Saturday, 7 November 2015

A Winter's Afternoon !

Being born and bred in Dartford , that mythical bird in my experience the 'Dartford Warbler' always attracts my attention when ever I hear its name mentioned in birding reports.

This very attractive warbler first identified in Britain, it is said, after a pair were shot in Bexley heath near Dartford in Kent.

Identification was attributed to John Latham in 1773, an English physician, naturalist and author.
He discovered and named three species of birds after local areas – the Dartford Warbler, the Sandwich Tern and the Kentish Plover, I have often wondered how these birds got their names with Kentish connotations, now I know.

Fate of the Dartford Warbler was very tentative, their skins and eggs were sought by collectors, loss of heathland through various reasons, all led to their downfall, and sadly there extinction from the Dartford area in the early twentieth century.

As a young boy I was totally oblivious to this fact, no wonder I never saw one.

It was not until February 2000 that I got my first brief glimpse of a Dartford Warbler, it was associating with a couple of Stonechats at Lade Gravel pits near Dungeness. a very special sighting for me, and one that I still remember quite clearly.

 Fifteen years later, 2015 and the report of a Dartford Warbler, possibly two at Rainham RSPB  just across the river from Dartford, was an irresistible temptation, I had to go and look for it.
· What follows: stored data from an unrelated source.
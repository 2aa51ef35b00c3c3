//! The object: where ray batches are launched from.
//!
//! Purpose
//! -------
//! Map relative field heights and aiming coordinates to launch positions and
//! directions. The aiming solver only ever talks to the object through
//! [`Object::rays_to_height`], so the meaning of a launch coordinate depends
//! on the conjugate:
//!
//! - object at infinity (`radius == f64::INFINITY`): the field height picks
//!   the direction (fraction of `field_angle`), the launch coordinate is the
//!   `(x, y)` position in the object plane;
//! - finite object: the field height picks the position (fraction of
//!   `radius`), the launch coordinate is the `(x, y)` direction tangent.
use ndarray::{Array2, ArrayView2};

use crate::optics::{
    errors::{OpticsError, OpticsResult},
    material::Material,
    rays::Rays,
};

/// Launch coordinates of the four marginal rays, `+x, −x, +y, −y`.
#[derive(Debug, Clone, Copy, PartialEq)]
pub struct Marginals {
    pub px: [f64; 2],
    pub nx: [f64; 2],
    pub py: [f64; 2],
    pub ny: [f64; 2],
}

#[derive(Debug, Clone, PartialEq)]
pub struct Object {
    /// Object half-height; `f64::INFINITY` for an object at infinity.
    pub radius: f64,
    /// Half field angle in radians, used when `radius` is infinite.
    pub field_angle: f64,
    /// Object-space medium.
    pub material: Material,
}

impl Object {
    /// An object at infinity filling `field_angle` (radians, half field).
    ///
    /// # Errors
    /// [`OpticsError::InvalidFieldAngle`] unless `0 ≤ field_angle < π/2`.
    pub fn infinite(field_angle: f64) -> OpticsResult<Self> {
        if !field_angle.is_finite()
            || !(0.0..std::f64::consts::FRAC_PI_2).contains(&field_angle)
        {
            return Err(OpticsError::InvalidFieldAngle { angle: field_angle });
        }
        Ok(Self { radius: f64::INFINITY, field_angle, material: Material::air() })
    }

    /// A finite object of half-height `radius`.
    pub fn finite(radius: f64) -> OpticsResult<Self> {
        if !radius.is_finite() || radius < 0.0 {
            return Err(OpticsError::InvalidRadius {
                radius,
                reason: "Finite object height must be finite and non-negative.",
            });
        }
        Ok(Self { radius, field_angle: 0.0, material: Material::air() })
    }

    pub fn with_material(mut self, material: Material) -> Self {
        self.material = material;
        self
    }

    pub fn is_infinite(&self) -> bool {
        self.radius.is_infinite()
    }

    /// Launch state for each row `(x, y)` of `launch` at field `height`.
    ///
    /// # Errors
    /// [`OpticsError::LaunchShapeMismatch`] unless `launch` is `n × 2`.
    pub fn rays_to_height(
        &self, launch: ArrayView2<f64>, height: [f64; 2],
    ) -> OpticsResult<(Array2<f64>, Array2<f64>)> {
        if launch.ncols() != 2 {
            return Err(OpticsError::LaunchShapeMismatch { found: launch.dim() });
        }
        let n = launch.nrows();
        let mut positions = Array2::zeros((n, 3));
        let mut angles = Array2::zeros((n, 3));
        for (i, row) in launch.outer_iter().enumerate() {
            let (pos, tangent) = if self.is_infinite() {
                let tx = (height[0] * self.field_angle).tan();
                let ty = (height[1] * self.field_angle).tan();
                ([row[0], row[1]], [tx, ty])
            } else {
                ([height[0] * self.radius, height[1] * self.radius], [row[0], row[1]])
            };
            let norm = (tangent[0] * tangent[0] + tangent[1] * tangent[1] + 1.0).sqrt();
            positions[[i, 0]] = pos[0];
            positions[[i, 1]] = pos[1];
            angles[[i, 0]] = tangent[0] / norm;
            angles[[i, 1]] = tangent[1] / norm;
            angles[[i, 2]] = 1.0 / norm;
        }
        Ok((positions, angles))
    }

    /// Fill the pupil of field point `height` with a `count × count` grid.
    ///
    /// Grid nodes `(a, b) ∈ [−1, 1]²` outside the unit circle are dropped;
    /// the rest are mapped through the chief and marginal launch coordinates,
    /// linearly on each side of the chief, so `(±1, 0)` and `(0, ±1)` land
    /// exactly on the marginals. `count == 1` yields the chief ray alone.
    pub fn rays_for_point(
        &self, height: [f64; 2], chief: [f64; 2], marginals: &Marginals, count: usize,
    ) -> OpticsResult<(Array2<f64>, Array2<f64>)> {
        let nodes: Vec<f64> = match count {
            0 => Vec::new(),
            1 => vec![0.0],
            _ => (0..count).map(|i| -1.0 + 2.0 * i as f64 / (count - 1) as f64).collect(),
        };
        let mut launch = Vec::with_capacity(2 * nodes.len() * nodes.len());
        for &b in &nodes {
            for &a in &nodes {
                if a * a + b * b > 1.0 + 1e-12 {
                    continue;
                }
                let x = if a >= 0.0 {
                    chief[0] + a * (marginals.px[0] - chief[0])
                } else {
                    chief[0] - a * (marginals.nx[0] - chief[0])
                };
                let y = if b >= 0.0 {
                    chief[1] + b * (marginals.py[1] - chief[1])
                } else {
                    chief[1] - b * (marginals.ny[1] - chief[1])
                };
                launch.push(x);
                launch.push(y);
            }
        }
        let n = launch.len() / 2;
        let launch = Array2::from_shape_vec((n, 2), launch)
            .map_err(|_| OpticsError::LaunchShapeMismatch { found: (n, 2) })?;
        self.rays_to_height(launch.view(), height)
    }

    /// Enter object space: sets the medium index and end positions.
    pub fn propagate(&self, rays: &Rays) -> Rays {
        let mut out = rays.clone();
        out.refractive_index = self.material.refractive_index(rays.wavelength);
        out.end_positions = rays.positions.clone();
        out
    }
}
My first attempt was unsuccessful, I found the right area where the Dartford Warbler had been seen associating with stonechats, plenty of Stonechats to be seen but no Dartford Warbler.

Stonechat male
Stonechat female
Feeling slightly deflated, I moved off to have a look around the reserve, and hopefully see a Short Eared Owl, no such luck none to be seen. Compensation in the form of a distant Water Pipit in front of the 'Shooting Butts hide ' was nice to see.

Water Pipit
Water pipit & Wigeon.
Water Pipit & Teal
Water pipit & Shoveller
The following days the marsh was enshrouded in a thick mist, but a afternoon of sunshine lured me back to Rainham in the hope that the Dartford Warblers were still there.
 I returned to the area near the Ken Barrett hide determined to see the warbler this time, conditions were good, lots of Stonechats around, only problem was the sun shinning directly towards the camera.
After a short wait, a glimpse of the warbler as it flew along the fence line, quickly diving for cover and disappearing.
Another short wait and there it was perched on some low shrub, long tail in the cocked position, dark red of its breast clearly visible, it was moving along through the scrub with two Stonechats, allowing me some good views before it flew off  low and disappeared into a clump of bramble.
 Satisfied that I had seen the Dartford Warbler in all its glory I decided to walk around the reserve  in the hope of an Owl sighting.
As I set off , I final view of the Warbler perched high in the bramble, I tried to photograph it but the sun was against me, and it soon disappeared again.

A bad photograph of a Dartford Warbler
At the far end of the reserve near the Dragonfly pools a distant Short Eared Owl could be seen.

Short Eared Owl
Fortunately for me, it turned towards me and flew directly over me giving me some lovely views of this spectacular Owl.

Short Eared Owl
Other interesting sightings on this beautiful winter's afternoon included a few Migrant Hawkers flying around a willow tree within the marsh area. The rear view of  Weasel as it bounded down the track away from me, and the head of the Barn Owl peering out of its Owl Box

Migrant Hawker
I would of loved to have got a decent photograph of that Dartford Warbler, I may get another opportunity,a shame the warblers didn't fly across the Thames to Dartford, now that would have been a bit special.

 I can feel a visit to Dunwich Heath in Suffolk,coming on in the very near future. where the chances of seeing Dartford Warblers are much better,


  1. Just fabulous shots of fabulous birds! Goosander and pochard are the most exotic visitors to my local town lake however.

    1. Thanks Si for your kind comments, although photos very poor, photography can be very frustrating when the images are not as you expect, more practice required I feel.
      How I would like to see some Goosander on our local lakes, very scarce down here.